ASCO 2013

The problem of unnecessary treatment of prostate cancer

Dr Rosalind Eeles - Royal Marsden Hospital, London, UK

Ros, it’s great to get you here with us on ecancer.tv. A big problem in prostate cancer is unnecessary treatment and unnecessary biopsies, for instance, are quite a risk. So what have you been doing using genes to target biopsies a little bit better in prostate cancer?

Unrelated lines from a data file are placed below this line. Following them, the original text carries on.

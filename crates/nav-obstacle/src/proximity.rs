//! Point and segment proximity tests against obstacles.
//!
//! All distances are haversine metres.  Boundaries are inclusive: a point
//! exactly `radius + margin` away is near.

use nav_core::GeoPoint;
use nav_geo::min_distance_point_to_segment;

use crate::obstacle::Obstacle;

/// Segments shorter than this are scanned point by point, metres.
pub const FINE_SCAN_MAX_LEN_M: f64 = 30.0;

/// Interpolation steps of the fine scan (`steps + 1` points).
pub const FINE_SCAN_STEPS: usize = 5;

/// How much closer to the centre a leg leaving an obstacle may dip, metres.
pub const DEPARTURE_SLACK_M: f64 = 0.5;

/// `true` if `point` is within `radius + margin_m` of any obstacle.
pub fn is_near_obstacle(point: GeoPoint, obstacles: &[Obstacle], margin_m: f64) -> bool {
    first_near(point, obstacles, margin_m).is_some()
}

/// The first obstacle whose reach contains `point`.
pub fn first_near(point: GeoPoint, obstacles: &[Obstacle], margin_m: f64) -> Option<&Obstacle> {
    obstacles.iter().find(|o| o.is_within_reach(point, margin_m))
}

/// `true` if the segment `a → b` passes through `obstacle`.
///
/// 1. An endpoint inside the contact radius is a hit.
/// 2. A segment whose closest approach stays outside `radius + margin_m` is clear.
/// 3. Otherwise short segments are scanned at evenly spaced points against
///    the contact radius; long segments count as a hit on the distance
///    check alone.
pub fn segment_intersects_obstacle(a: GeoPoint, b: GeoPoint, obstacle: &Obstacle, margin_m: f64) -> bool {
    let centre = obstacle.position();
    let contact = obstacle.contact_radius_m();

    if a.distance_m(centre) <= contact || b.distance_m(centre) <= contact {
        return true;
    }
    if min_distance_point_to_segment(centre, a, b) >= obstacle.reach_m(margin_m) {
        return false;
    }
    if a.distance_m(b) >= FINE_SCAN_MAX_LEN_M {
        return true;
    }

    (0..=FINE_SCAN_STEPS).any(|k| {
        let p = a.lerp(b, k as f64 / FINE_SCAN_STEPS as f64);
        p.distance_m(centre) <= contact
    })
}

/// Like [`segment_intersects_obstacle`], but `a` is where the traveler
/// stands and may already be inside the obstacle.
///
/// From inside, the leg is clear only if `b` lies outside the contact radius
/// and no point of the leg comes closer to the centre than `a` does.
/// Distance to a point is convex along a line, so such a leg moves steadily
/// away once it starts.
pub fn departure_intersects_obstacle(a: GeoPoint, b: GeoPoint, obstacle: &Obstacle, margin_m: f64) -> bool {
    let centre = obstacle.position();
    let contact = obstacle.contact_radius_m();
    let start = a.distance_m(centre);

    if start > contact {
        return segment_intersects_obstacle(a, b, obstacle, margin_m);
    }
    if b.distance_m(centre) <= contact {
        return true;
    }
    min_distance_point_to_segment(centre, a, b) < start - DEPARTURE_SLACK_M
}

/// Number of segments of `path` that intersect at least one obstacle.
pub fn route_obstacle_intersections(path: &[GeoPoint], obstacles: &[Obstacle], margin_m: f64) -> u32 {
    let hits = path
        .windows(2)
        .filter(|w| obstacles.iter().any(|o| segment_intersects_obstacle(w[0], w[1], o, margin_m)))
        .count();
    u32::try_from(hits).unwrap_or(u32::MAX)
}

/// `true` if no segment of `path` intersects any obstacle.
pub fn path_is_clear(path: &[GeoPoint], obstacles: &[Obstacle], margin_m: f64) -> bool {
    path.windows(2)
        .all(|w| !obstacles.iter().any(|o| segment_intersects_obstacle(w[0], w[1], o, margin_m)))
}

/// `true` if an obstacle lies within `radius + margin_m` of the next
/// `segments` segments ahead of `current`.
///
/// The first scanned segment runs from `current` (the interpolated traveler
/// position) to `path[from_segment + 1]`; later ones follow the path.
pub fn look_ahead_blocked(
    current: GeoPoint,
    path: &[GeoPoint],
    from_segment: usize,
    segments: usize,
    obstacles: &[Obstacle],
    margin_m: f64,
) -> bool {
    if obstacles.is_empty() || segments == 0 || from_segment + 1 >= path.len() {
        return false;
    }

    let last = (from_segment + segments).min(path.len() - 1);
    let mut start = current;
    for end_idx in from_segment + 1..=last {
        let end = path[end_idx];
        let blocked = obstacles
            .iter()
            .any(|o| min_distance_point_to_segment(o.position(), start, end) <= o.reach_m(margin_m));
        if blocked {
            return true;
        }
        start = end;
    }
    false
}
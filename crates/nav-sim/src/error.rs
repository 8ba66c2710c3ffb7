use nav_core::NavError;
use thiserror::Error;

use crate::state::Phase;

#[derive(Debug, Error, PartialEq)]
pub enum SimError {
    #[error("session configuration error: {0}")]
    Config(#[from] NavError),

    #[error("route cannot be navigated: {0}")]
    InvalidRoute(String),

    #[error("operation needs phase {expected:?}, session is {actual:?}")]
    NotRunning {
        expected: Phase,
        actual:   Phase,
    },
}

pub type SimResult<T> = Result<T, SimError>;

Indeed, what we find is that if you screen the general population, just based on age, using a test called PSA or prostate-specific antigen, that’s a blood test to determine who should be biopsied, then you end up biopsying about 15% of men and detecting very few cancers, less than 5% of the total population will have cancer. Those prostate cancers that are detected are, in the main, quite indolent. Over two-thirds of them are indolent i.e. if you watch them they’re very unlikely to progress in that man’s lifetime. Whereas if you use genetics what we’re hoping to do is determine a man’s genetic make-up to determine whether he should be offered a prostate biopsy. We’ve been running a study called IMPACT since 2006 and to date we’ve published on the first 300 cases in the screening study. Men that have a mutation in BRCA1 or BRCA2 that normally increases the risk of breast cancer or ovarian cancer in women have an increased risk of cancer of the prostate. What we found in the pilot publication was that we don’t biopsy more men than you would in a population-based screening study but those that we do biopsy have a higher chance of having prostate cancer in their prostate biopsy.

Now with BRCA1 and 2, those are genetic markers that indicate a risk group for men, then?

Yes, they both increase the risk of cancer of the prostate and what we found in the pilot study was that if you biopsy a man, particularly if he has a BRCA2 mutation, then he has nearly a one in two chance of having prostate cancer on the biopsy result.

So you can be absolutely sure, really, that you have a good chance of biopsying the right person?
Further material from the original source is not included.